*YOUR GOAL*.
The number of lines in the entries below holding the word "struct" is all that is needed here.

*Records from a data source*.
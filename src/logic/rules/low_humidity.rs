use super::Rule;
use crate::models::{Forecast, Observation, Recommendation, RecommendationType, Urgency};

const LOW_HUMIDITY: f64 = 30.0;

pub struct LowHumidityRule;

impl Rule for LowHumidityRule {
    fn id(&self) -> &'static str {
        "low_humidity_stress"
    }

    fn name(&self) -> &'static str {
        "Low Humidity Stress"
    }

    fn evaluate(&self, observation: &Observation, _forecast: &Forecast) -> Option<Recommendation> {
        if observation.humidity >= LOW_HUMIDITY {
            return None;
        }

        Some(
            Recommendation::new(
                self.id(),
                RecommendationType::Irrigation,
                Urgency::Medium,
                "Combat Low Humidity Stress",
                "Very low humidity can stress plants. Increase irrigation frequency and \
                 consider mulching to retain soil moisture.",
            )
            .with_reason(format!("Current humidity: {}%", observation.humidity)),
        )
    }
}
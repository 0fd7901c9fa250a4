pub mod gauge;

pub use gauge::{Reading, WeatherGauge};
==
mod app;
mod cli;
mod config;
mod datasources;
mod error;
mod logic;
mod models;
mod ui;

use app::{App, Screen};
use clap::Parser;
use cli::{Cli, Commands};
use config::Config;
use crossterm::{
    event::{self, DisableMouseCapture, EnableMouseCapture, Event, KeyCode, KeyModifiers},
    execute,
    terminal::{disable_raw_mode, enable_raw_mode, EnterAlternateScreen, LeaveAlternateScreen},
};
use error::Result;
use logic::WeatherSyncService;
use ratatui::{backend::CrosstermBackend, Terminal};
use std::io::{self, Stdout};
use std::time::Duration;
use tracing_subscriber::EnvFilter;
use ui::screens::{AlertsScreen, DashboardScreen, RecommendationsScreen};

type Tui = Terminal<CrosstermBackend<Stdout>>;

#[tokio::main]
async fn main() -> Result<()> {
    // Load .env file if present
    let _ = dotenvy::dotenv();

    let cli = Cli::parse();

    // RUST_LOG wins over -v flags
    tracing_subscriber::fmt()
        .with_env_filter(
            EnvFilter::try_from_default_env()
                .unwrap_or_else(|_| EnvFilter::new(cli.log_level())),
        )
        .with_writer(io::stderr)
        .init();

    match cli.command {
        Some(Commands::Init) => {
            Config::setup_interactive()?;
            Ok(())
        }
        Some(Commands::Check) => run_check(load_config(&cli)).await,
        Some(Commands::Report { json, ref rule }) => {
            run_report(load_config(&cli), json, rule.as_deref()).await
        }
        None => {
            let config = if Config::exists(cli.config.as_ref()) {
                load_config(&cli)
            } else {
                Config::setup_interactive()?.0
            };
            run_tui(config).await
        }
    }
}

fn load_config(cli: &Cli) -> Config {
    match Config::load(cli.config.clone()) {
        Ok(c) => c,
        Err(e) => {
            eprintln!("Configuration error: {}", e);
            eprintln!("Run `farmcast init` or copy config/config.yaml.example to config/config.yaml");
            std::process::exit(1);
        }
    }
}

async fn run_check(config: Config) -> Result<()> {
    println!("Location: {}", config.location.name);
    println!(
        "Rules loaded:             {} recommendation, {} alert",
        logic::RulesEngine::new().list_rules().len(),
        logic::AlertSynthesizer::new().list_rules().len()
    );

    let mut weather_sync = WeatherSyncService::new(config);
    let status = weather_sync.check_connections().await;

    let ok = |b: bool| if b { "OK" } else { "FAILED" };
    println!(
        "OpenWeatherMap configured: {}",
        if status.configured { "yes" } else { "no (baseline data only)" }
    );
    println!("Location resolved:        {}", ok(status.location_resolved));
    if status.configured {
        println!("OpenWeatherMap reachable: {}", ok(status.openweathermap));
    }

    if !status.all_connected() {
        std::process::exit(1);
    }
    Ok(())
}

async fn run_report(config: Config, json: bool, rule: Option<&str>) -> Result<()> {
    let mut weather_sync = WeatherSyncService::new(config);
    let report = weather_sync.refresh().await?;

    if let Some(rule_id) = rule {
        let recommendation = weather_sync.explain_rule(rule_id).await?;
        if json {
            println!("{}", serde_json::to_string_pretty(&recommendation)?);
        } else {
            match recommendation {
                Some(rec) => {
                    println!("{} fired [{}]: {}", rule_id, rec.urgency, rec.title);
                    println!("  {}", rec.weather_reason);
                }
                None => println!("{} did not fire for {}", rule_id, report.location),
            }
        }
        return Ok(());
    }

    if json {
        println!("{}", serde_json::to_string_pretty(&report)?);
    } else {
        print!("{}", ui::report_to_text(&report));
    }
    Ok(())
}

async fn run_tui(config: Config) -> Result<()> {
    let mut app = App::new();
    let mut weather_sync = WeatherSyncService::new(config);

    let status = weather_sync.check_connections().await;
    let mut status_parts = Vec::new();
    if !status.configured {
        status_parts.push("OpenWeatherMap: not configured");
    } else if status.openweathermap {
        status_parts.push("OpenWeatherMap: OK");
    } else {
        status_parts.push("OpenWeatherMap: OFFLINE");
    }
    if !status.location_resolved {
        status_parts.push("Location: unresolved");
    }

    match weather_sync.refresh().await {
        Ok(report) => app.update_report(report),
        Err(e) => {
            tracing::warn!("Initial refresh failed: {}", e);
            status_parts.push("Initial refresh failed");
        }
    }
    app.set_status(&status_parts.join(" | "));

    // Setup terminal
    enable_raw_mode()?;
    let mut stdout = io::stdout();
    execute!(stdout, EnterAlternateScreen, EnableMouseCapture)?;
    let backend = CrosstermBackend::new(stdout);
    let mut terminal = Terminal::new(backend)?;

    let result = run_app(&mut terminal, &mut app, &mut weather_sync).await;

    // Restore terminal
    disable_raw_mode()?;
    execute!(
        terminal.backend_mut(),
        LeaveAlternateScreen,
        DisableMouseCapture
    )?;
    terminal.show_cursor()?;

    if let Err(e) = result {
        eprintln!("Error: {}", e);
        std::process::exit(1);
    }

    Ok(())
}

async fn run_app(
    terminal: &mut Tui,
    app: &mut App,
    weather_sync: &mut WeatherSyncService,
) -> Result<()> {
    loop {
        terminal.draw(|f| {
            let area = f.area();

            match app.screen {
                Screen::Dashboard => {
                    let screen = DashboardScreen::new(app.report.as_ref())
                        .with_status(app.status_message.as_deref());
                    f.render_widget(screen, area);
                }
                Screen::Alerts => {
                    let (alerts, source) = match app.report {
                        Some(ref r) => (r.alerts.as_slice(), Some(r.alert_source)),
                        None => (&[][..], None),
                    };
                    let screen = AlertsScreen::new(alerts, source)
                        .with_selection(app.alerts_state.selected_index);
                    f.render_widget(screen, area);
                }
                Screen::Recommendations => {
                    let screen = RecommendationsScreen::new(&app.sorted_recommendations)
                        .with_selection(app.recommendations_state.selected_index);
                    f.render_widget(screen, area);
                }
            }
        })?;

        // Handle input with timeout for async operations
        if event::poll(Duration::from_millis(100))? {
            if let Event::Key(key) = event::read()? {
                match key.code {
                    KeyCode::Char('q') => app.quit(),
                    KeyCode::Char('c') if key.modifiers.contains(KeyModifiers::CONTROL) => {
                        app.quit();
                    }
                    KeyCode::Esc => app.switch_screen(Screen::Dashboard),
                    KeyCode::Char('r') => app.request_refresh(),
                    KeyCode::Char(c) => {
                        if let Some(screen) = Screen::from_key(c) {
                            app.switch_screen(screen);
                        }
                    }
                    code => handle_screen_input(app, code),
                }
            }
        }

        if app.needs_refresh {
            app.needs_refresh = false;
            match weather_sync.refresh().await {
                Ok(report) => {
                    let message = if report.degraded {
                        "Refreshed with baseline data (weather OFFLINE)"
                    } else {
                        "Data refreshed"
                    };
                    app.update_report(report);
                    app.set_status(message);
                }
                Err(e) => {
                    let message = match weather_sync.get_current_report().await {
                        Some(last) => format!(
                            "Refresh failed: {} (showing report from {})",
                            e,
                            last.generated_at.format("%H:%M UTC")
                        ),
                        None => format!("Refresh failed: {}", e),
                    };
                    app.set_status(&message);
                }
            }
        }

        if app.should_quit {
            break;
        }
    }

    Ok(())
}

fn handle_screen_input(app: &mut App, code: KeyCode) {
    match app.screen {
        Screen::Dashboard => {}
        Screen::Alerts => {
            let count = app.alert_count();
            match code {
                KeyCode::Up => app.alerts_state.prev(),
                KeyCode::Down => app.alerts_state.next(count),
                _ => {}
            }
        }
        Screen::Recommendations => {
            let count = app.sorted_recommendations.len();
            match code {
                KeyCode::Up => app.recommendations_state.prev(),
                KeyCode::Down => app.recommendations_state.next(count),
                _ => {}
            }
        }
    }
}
* * *
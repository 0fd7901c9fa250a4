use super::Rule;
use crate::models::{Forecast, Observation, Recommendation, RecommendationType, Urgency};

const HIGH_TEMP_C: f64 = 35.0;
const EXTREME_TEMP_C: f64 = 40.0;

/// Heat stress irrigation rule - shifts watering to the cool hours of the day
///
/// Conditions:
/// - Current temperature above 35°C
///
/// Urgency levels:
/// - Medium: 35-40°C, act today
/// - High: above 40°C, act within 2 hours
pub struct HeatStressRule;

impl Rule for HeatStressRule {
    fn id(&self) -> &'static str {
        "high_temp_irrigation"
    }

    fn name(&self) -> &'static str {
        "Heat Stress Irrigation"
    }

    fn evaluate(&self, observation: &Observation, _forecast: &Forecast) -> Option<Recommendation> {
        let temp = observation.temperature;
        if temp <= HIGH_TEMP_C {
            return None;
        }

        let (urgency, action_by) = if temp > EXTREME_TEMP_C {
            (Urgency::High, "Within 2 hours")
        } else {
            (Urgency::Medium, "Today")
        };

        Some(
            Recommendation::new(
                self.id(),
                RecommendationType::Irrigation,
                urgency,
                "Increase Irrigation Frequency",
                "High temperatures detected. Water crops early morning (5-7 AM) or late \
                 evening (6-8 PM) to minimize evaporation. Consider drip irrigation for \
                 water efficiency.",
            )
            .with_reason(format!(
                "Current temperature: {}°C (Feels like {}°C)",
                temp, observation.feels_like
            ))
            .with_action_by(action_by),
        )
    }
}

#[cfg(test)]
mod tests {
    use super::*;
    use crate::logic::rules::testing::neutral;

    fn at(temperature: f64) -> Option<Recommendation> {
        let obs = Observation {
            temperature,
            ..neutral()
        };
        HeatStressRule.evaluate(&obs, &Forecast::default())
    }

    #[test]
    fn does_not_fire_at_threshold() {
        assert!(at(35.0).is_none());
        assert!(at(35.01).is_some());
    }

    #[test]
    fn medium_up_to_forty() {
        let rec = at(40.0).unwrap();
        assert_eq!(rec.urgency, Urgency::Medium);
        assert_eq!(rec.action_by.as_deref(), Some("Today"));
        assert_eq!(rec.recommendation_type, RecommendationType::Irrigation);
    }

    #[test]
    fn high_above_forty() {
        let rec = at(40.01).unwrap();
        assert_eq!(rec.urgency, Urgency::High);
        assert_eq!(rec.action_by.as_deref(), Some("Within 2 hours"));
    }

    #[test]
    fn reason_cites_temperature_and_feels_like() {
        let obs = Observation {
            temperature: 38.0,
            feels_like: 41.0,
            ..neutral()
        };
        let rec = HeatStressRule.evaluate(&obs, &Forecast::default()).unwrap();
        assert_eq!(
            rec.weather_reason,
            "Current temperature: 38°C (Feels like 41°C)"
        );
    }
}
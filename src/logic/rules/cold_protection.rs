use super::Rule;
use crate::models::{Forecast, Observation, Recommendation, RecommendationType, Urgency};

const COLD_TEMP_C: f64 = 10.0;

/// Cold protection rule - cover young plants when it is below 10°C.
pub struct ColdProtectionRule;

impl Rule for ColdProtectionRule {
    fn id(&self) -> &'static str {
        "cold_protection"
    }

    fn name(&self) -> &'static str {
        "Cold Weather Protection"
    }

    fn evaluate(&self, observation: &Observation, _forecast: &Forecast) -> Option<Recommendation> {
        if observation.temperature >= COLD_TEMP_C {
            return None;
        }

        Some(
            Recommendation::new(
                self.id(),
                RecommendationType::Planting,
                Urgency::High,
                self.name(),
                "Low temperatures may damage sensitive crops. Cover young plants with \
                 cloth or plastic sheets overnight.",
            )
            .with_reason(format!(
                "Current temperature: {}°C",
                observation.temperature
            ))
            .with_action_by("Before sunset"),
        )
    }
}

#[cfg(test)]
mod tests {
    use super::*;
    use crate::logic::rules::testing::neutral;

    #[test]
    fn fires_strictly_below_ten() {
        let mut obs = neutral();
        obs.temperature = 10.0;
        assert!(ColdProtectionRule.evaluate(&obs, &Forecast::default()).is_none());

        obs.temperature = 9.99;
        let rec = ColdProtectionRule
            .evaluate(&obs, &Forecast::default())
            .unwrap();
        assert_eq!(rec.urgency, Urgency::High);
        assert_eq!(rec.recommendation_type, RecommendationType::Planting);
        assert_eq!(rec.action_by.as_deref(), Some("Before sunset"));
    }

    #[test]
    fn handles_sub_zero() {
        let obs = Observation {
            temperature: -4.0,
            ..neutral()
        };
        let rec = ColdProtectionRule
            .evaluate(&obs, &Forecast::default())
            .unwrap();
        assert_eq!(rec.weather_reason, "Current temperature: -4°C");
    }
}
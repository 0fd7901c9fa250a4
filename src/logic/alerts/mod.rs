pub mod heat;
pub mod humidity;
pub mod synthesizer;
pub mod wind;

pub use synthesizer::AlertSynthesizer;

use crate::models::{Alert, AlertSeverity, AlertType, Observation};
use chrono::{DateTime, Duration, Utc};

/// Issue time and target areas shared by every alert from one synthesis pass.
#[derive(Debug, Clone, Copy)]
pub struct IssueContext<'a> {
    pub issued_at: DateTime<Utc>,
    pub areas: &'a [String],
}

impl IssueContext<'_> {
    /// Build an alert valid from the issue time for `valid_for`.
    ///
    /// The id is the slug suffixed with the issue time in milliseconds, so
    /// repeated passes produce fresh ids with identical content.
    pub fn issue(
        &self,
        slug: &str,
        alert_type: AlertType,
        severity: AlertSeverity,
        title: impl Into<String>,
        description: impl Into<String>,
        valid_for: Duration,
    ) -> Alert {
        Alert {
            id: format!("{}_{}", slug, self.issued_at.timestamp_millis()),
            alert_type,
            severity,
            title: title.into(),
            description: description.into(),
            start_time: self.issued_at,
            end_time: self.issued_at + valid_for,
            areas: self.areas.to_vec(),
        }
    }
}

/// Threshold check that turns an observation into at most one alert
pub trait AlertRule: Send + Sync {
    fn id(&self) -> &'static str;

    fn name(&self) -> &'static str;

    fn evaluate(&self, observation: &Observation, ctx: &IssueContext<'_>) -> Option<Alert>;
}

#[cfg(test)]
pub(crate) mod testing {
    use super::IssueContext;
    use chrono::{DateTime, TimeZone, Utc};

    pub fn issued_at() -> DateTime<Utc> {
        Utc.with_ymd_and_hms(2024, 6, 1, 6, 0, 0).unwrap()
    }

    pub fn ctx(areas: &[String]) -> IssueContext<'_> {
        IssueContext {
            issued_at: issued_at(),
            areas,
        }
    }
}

*ANSWER BOX*.
4